Hackers have exploited a vulnerability in the Plesk content management system to upload malware to a website owned by the Wagamama restaurant chain.
The so-called 'RunForestRun' attack targeted Plesk, leading users to the Blackhole Exploit kit, a favourite tool among black hat hackers.
The affected and outdated subdomain site was taken down at the time of writing. It was home to a 2009 competition between Wagamama and STA Travel, and remained active and unpatched for years.
Old unpatched subdomains are a common target for attack and should be removed after expiry or kept up to date.
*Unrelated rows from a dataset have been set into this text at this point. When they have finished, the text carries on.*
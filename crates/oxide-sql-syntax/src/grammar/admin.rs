//! Transaction control, attachments, pragmas and maintenance statements.

use super::ddl::signed_number;
use super::expressions::expression;
use super::names::{expect_name, qualified_name};
#[allow(clippy::enum_glob_use)]
use crate::SyntaxKind::*;
use crate::parser::lookahead::is_name;
use crate::parser::{Depth, MatchResult, Missing, Parser};

/// `ANALYZE (name ('.' name)?)?`
pub(super) fn analyze_statement(p: &mut Parser<'_>, depth: Depth) -> MatchResult {
    if !p.at(ANALYZE_KW) {
        return MatchResult::NotMatched;
    }
    p.rule(ANALYZE_STATEMENT, depth, |p, state, _| {
        p.bump();
        state.commit();
        if is_name(p.current()) {
            qualified_name(p, state, DEFINED_TABLE_NAME, "<table name>")?;
        }
        Ok(())
    })
}

/// `ATTACH DATABASE? expr AS name`
pub(super) fn attach_statement(p: &mut Parser<'_>, depth: Depth) -> MatchResult {
    if !p.at(ATTACH_KW) {
        return MatchResult::NotMatched;
    }
    p.rule(ATTACH_STATEMENT, depth, |p, state, depth| {
        p.bump();
        state.commit();
        p.eat(DATABASE_KW);
        expression(p, depth).require(p, state, "<expression>")?;
        p.expect(state, AS_KW)?;
        expect_name(p, state, DATABASE_NAME, "<database name>")
    })
}

/// `DETACH DATABASE? name`
pub(super) fn detach_statement(p: &mut Parser<'_>, depth: Depth) -> MatchResult {
    if !p.at(DETACH_KW) {
        return MatchResult::NotMatched;
    }
    p.rule(DETACH_STATEMENT, depth, |p, state, _| {
        p.bump();
        state.commit();
        p.eat(DATABASE_KW);
        expect_name(p, state, DATABASE_NAME, "<database name>")
    })
}

/// `BEGIN (DEFERRED | IMMEDIATE | EXCLUSIVE)? TRANSACTION?`
pub(super) fn begin_statement(p: &mut Parser<'_>, depth: Depth) -> MatchResult {
    if !p.at(BEGIN_KW) {
        return MatchResult::NotMatched;
    }
    p.rule(BEGIN_STATEMENT, depth, |p, _, _| {
        p.bump();
        p.eat_any(&[DEFERRED_KW, IMMEDIATE_KW, EXCLUSIVE_KW]);
        p.eat(TRANSACTION_KW);
        Ok(())
    })
}

/// `(COMMIT | END) TRANSACTION?`
pub(super) fn commit_statement(p: &mut Parser<'_>, depth: Depth) -> MatchResult {
    if !p.at_any(&[COMMIT_KW, END_KW]) {
        return MatchResult::NotMatched;
    }
    p.rule(COMMIT_STATEMENT, depth, |p, _, _| {
        p.bump();
        p.eat(TRANSACTION_KW);
        Ok(())
    })
}

/// `ROLLBACK TRANSACTION? (TO SAVEPOINT? name)?`
pub(super) fn rollback_statement(p: &mut Parser<'_>, depth: Depth) -> MatchResult {
    if !p.at(ROLLBACK_KW) {
        return MatchResult::NotMatched;
    }
    p.rule(ROLLBACK_STATEMENT, depth, |p, state, _| {
        p.bump();
        state.commit();
        p.eat(TRANSACTION_KW);
        if p.eat(TO_KW) {
            p.eat(SAVEPOINT_KW);
            expect_name(p, state, SAVEPOINT_NAME, "<savepoint name>")?;
        }
        Ok(())
    })
}

pub(super) fn savepoint_statement(p: &mut Parser<'_>, depth: Depth) -> MatchResult {
    if !p.at(SAVEPOINT_KW) {
        return MatchResult::NotMatched;
    }
    p.rule(SAVEPOINT_STATEMENT, depth, |p, state, _| {
        p.bump();
        state.commit();
        expect_name(p, state, SAVEPOINT_NAME, "<savepoint name>")
    })
}

/// `RELEASE SAVEPOINT? name`
pub(super) fn release_statement(p: &mut Parser<'_>, depth: Depth) -> MatchResult {
    if !p.at(RELEASE_KW) {
        return MatchResult::NotMatched;
    }
    p.rule(RELEASE_STATEMENT, depth, |p, state, _| {
        p.bump();
        state.commit();
        p.eat(SAVEPOINT_KW);
        expect_name(p, state, SAVEPOINT_NAME, "<savepoint name>")
    })
}

/// `PRAGMA (database '.')? name ('=' value | '(' value ')')?`
pub(super) fn pragma_statement(p: &mut Parser<'_>, depth: Depth) -> MatchResult {
    if !p.at(PRAGMA_KW) {
        return MatchResult::NotMatched;
    }
    p.rule(PRAGMA_STATEMENT, depth, |p, state, depth| {
        p.bump();
        state.commit();
        qualified_name(p, state, PRAGMA_NAME, "<pragma name>")?;
        if p.eat(EQ) {
            return pragma_value(p, depth).require(p, state, "<pragma value>");
        }
        if p.eat(L_PAREN) {
            pragma_value(p, depth).require(p, state, "<pragma value>")?;
            p.expect(state, R_PAREN)?;
        }
        Ok(())
    })
}

/// A number, a name, a string, or any keyword used as a flag (`ON`, `NO`,
/// `FULL`, ...).
fn pragma_value(p: &mut Parser<'_>, depth: Depth) -> MatchResult {
    let current = p.current();
    if !is_name(current) && !current.is_keyword() && !p.at_any(&[NUMERIC_LITERAL, PLUS, MINUS]) {
        return MatchResult::NotMatched;
    }
    p.rule(PRAGMA_VALUE, depth, |p, _, depth| {
        if signed_number(p, depth).is_matched() {
            return Ok(());
        }
        if is_name(p.current()) || p.current().is_keyword() {
            p.bump();
            return Ok(());
        }
        Err(Missing)
    })
}

/// `REINDEX (name ('.' name)?)?`
pub(super) fn reindex_statement(p: &mut Parser<'_>, depth: Depth) -> MatchResult {
    if !p.at(REINDEX_KW) {
        return MatchResult::NotMatched;
    }
    p.rule(REINDEX_STATEMENT, depth, |p, state, _| {
        p.bump();
        state.commit();
        if is_name(p.current()) {
            qualified_name(p, state, DEFINED_TABLE_NAME, "<table name>")?;
        }
        Ok(())
    })
}

/// `VACUUM name? (INTO expr)?`
pub(super) fn vacuum_statement(p: &mut Parser<'_>, depth: Depth) -> MatchResult {
    if !p.at(VACUUM_KW) {
        return MatchResult::NotMatched;
    }
    p.rule(VACUUM_STATEMENT, depth, |p, state, depth| {
        p.bump();
        state.commit();
        if is_name(p.current()) {
            p.bump_as(DATABASE_NAME);
        }
        if p.eat(INTO_KW) {
            expression(p, depth).require(p, state, "<expression>")?;
        }
        Ok(())
    })
}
Many cut-rate third party hosts do not take responsibility for updating customer sites, elevating the likeihood sites would fall victim to mass attack campaigns.
Websense Australia and New Zealand country manager Gerry Tucker said admins should remove expired sites.
They are a threat vector, these sites are prime targets for malware guys," Tucker said.
"In reducing risks, they should maintain assets properly and then take them offline. At the same time, the right infrastructure and controls are important to prevent the compromise of sites [and] to protect visitors from being exposed."
He said 82 per cent of malware was found on compromised hosts.
Third-party microsites owned by Fairfax were hacked in January. The hacker claimed to SC they migrated across the network to gain access to Fairfax homepages, but the company denied this.
Scores more have been defaced via simple attack techniques. New victims could be viewed daily on leaderboard sites such as Zone-H.